**DIRECTIONS FOR THIS TASK**
The answer must be every line from the entries below that contains "handles".

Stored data
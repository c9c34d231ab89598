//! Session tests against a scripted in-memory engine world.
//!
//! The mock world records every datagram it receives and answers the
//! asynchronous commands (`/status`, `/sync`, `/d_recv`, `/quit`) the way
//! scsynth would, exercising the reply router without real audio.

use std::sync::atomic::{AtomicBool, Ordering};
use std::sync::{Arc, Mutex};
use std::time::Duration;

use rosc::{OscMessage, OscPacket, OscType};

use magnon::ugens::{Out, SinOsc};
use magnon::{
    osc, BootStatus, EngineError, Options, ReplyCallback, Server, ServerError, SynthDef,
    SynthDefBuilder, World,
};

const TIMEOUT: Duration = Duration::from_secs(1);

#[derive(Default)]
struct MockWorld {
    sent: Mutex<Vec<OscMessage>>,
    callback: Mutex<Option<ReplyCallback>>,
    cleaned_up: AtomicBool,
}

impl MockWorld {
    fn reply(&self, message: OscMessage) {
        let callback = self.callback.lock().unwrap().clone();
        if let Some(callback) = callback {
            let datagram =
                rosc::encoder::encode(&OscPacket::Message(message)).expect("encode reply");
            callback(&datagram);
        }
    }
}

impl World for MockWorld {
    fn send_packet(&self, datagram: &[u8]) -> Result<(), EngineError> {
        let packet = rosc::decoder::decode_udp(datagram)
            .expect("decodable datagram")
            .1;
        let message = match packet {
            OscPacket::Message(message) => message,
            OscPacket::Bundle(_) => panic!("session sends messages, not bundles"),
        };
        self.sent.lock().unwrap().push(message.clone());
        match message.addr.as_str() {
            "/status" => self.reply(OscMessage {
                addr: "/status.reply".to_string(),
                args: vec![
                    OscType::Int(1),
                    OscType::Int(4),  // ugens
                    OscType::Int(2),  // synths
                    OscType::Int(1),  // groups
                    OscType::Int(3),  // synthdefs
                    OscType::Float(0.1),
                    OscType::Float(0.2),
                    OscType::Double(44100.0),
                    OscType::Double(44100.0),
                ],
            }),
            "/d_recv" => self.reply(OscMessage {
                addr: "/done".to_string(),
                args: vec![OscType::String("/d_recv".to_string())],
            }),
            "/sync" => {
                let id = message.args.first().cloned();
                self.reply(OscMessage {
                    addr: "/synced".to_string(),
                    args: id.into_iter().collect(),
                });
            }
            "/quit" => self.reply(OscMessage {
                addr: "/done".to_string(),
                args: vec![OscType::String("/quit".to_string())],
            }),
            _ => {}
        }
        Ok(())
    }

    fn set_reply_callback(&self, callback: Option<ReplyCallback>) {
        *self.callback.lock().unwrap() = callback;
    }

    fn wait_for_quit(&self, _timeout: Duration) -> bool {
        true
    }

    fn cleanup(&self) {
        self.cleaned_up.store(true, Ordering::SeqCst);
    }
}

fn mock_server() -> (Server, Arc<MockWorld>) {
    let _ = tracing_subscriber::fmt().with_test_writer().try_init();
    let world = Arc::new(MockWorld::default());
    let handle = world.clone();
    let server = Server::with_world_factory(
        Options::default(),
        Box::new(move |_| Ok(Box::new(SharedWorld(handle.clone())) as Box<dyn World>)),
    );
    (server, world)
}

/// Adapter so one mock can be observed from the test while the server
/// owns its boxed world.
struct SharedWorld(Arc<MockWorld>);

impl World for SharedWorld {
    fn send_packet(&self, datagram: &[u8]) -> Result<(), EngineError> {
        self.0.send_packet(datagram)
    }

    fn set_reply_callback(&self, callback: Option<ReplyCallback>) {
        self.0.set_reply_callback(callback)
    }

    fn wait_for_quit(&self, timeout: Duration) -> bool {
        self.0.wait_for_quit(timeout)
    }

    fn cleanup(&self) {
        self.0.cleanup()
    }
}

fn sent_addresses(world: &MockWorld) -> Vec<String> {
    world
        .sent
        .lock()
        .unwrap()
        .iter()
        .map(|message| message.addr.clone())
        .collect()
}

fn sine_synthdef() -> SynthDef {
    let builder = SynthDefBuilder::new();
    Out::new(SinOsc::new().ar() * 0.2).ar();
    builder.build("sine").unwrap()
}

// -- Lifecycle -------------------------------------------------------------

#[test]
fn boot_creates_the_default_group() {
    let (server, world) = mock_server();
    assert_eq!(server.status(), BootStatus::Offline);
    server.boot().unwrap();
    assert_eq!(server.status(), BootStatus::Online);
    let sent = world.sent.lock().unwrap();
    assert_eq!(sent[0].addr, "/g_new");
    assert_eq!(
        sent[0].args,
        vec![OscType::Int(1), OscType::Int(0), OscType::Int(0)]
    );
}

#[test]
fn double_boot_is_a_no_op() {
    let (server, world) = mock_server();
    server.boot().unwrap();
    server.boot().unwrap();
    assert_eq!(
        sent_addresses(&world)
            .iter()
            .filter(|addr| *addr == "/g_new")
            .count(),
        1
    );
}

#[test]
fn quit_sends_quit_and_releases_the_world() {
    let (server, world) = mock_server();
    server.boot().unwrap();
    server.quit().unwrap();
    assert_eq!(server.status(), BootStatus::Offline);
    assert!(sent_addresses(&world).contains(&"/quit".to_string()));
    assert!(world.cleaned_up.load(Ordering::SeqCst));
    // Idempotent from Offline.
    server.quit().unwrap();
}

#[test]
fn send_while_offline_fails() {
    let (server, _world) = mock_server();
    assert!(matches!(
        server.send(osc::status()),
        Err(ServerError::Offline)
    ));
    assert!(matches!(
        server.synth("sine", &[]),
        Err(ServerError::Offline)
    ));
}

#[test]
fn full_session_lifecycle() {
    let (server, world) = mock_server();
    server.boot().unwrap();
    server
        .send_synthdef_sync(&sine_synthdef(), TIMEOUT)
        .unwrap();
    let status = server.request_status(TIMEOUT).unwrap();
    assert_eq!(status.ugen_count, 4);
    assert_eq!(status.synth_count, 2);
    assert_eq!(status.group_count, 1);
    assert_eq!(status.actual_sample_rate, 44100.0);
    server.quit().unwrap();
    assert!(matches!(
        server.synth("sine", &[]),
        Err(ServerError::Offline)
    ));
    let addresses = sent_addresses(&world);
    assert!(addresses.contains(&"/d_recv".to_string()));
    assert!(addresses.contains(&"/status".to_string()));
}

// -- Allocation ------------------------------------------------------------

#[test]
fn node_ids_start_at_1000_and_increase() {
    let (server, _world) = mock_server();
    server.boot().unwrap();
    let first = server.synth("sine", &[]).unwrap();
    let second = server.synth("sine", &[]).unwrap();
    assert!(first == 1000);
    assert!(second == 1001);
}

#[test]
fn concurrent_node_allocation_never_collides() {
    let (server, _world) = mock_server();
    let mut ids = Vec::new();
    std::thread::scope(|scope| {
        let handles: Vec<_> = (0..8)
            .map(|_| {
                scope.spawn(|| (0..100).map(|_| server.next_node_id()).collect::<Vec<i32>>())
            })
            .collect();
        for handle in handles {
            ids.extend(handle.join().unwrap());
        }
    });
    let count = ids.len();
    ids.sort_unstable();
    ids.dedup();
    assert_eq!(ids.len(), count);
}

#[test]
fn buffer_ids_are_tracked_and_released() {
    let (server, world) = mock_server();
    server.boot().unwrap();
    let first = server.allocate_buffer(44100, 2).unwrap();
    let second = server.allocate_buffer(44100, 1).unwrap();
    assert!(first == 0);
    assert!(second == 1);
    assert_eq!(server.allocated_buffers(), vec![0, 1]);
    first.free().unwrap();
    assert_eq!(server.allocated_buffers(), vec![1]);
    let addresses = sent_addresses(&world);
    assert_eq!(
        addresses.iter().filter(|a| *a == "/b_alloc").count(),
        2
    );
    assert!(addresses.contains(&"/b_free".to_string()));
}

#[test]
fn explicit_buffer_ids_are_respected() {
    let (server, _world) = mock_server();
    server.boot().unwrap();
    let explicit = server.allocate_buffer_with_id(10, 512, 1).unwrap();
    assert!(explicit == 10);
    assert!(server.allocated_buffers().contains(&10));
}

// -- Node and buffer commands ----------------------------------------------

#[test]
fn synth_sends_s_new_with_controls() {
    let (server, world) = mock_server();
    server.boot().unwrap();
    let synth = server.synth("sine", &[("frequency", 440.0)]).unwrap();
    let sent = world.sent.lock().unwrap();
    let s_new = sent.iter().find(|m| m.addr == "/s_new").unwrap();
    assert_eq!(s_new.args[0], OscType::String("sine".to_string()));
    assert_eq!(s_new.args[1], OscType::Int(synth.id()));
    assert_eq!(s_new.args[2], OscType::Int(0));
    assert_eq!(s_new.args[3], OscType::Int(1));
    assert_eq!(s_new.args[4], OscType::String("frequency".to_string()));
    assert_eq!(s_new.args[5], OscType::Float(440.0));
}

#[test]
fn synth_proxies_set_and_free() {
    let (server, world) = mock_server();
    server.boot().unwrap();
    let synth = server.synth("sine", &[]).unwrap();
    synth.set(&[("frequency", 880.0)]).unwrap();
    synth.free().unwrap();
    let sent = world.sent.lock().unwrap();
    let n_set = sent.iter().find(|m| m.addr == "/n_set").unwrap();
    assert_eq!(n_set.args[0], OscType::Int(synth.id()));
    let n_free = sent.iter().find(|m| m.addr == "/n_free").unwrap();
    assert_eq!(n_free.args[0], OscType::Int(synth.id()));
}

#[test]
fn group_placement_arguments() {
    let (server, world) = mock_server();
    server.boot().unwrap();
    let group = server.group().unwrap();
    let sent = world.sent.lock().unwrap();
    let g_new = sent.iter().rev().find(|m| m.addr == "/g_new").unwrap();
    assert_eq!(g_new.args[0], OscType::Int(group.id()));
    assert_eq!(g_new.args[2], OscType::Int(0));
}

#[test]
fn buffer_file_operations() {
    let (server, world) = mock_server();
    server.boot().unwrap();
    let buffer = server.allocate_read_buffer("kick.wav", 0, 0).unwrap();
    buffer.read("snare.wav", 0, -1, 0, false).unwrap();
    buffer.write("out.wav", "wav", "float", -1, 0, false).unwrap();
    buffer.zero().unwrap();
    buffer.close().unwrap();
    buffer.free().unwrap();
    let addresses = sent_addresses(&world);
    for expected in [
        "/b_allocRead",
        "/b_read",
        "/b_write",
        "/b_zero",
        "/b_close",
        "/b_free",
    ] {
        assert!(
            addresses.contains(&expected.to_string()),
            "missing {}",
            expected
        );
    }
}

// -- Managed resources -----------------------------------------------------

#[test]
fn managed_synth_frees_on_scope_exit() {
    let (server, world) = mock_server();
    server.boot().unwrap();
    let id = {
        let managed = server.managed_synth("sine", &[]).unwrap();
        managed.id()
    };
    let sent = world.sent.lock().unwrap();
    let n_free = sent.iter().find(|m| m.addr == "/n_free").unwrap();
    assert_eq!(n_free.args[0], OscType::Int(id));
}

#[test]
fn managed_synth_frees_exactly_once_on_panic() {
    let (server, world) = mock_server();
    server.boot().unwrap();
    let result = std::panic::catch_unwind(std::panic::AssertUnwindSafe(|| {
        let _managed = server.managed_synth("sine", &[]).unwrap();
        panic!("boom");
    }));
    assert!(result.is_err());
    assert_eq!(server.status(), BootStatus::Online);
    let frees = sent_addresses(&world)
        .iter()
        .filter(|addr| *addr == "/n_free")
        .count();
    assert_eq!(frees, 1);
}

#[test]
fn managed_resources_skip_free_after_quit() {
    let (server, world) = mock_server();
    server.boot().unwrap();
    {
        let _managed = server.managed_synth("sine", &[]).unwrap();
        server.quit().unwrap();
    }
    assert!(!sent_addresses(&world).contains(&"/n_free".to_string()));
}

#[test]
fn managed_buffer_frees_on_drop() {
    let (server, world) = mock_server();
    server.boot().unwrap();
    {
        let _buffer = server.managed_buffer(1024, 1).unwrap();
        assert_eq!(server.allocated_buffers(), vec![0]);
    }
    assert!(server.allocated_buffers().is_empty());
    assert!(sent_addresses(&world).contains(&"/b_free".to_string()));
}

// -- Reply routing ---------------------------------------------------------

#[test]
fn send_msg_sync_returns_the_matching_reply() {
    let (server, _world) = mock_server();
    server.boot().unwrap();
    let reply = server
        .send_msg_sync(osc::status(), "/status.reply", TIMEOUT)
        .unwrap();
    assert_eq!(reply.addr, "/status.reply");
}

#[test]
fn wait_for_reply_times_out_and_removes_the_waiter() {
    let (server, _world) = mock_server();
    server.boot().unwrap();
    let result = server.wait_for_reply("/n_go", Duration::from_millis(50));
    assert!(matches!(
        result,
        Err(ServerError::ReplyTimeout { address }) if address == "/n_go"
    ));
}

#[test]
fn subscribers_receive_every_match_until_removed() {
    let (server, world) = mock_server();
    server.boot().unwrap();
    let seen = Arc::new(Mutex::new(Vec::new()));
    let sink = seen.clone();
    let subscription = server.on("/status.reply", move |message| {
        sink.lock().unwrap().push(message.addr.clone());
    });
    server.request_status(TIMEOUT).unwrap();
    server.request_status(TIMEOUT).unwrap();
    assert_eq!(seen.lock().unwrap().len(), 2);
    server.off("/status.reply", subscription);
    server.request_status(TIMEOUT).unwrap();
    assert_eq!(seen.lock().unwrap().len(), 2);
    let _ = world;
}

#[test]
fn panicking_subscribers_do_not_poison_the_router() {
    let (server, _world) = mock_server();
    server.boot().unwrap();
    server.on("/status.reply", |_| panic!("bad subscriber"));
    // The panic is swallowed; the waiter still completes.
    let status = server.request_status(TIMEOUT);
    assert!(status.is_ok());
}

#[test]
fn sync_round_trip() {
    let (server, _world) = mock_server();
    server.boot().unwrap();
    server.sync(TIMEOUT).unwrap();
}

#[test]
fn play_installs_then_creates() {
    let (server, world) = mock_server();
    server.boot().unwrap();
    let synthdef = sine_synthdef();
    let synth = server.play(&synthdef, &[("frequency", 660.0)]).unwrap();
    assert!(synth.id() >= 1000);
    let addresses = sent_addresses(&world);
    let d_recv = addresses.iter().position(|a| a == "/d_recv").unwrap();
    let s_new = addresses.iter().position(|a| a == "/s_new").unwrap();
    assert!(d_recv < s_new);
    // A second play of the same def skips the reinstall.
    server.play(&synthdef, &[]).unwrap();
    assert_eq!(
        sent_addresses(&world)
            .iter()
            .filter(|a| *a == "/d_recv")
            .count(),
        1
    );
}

**SOLUTION TO THIS TASK**
        let handles: Vec<_> = (0..8)
        for handle in handles {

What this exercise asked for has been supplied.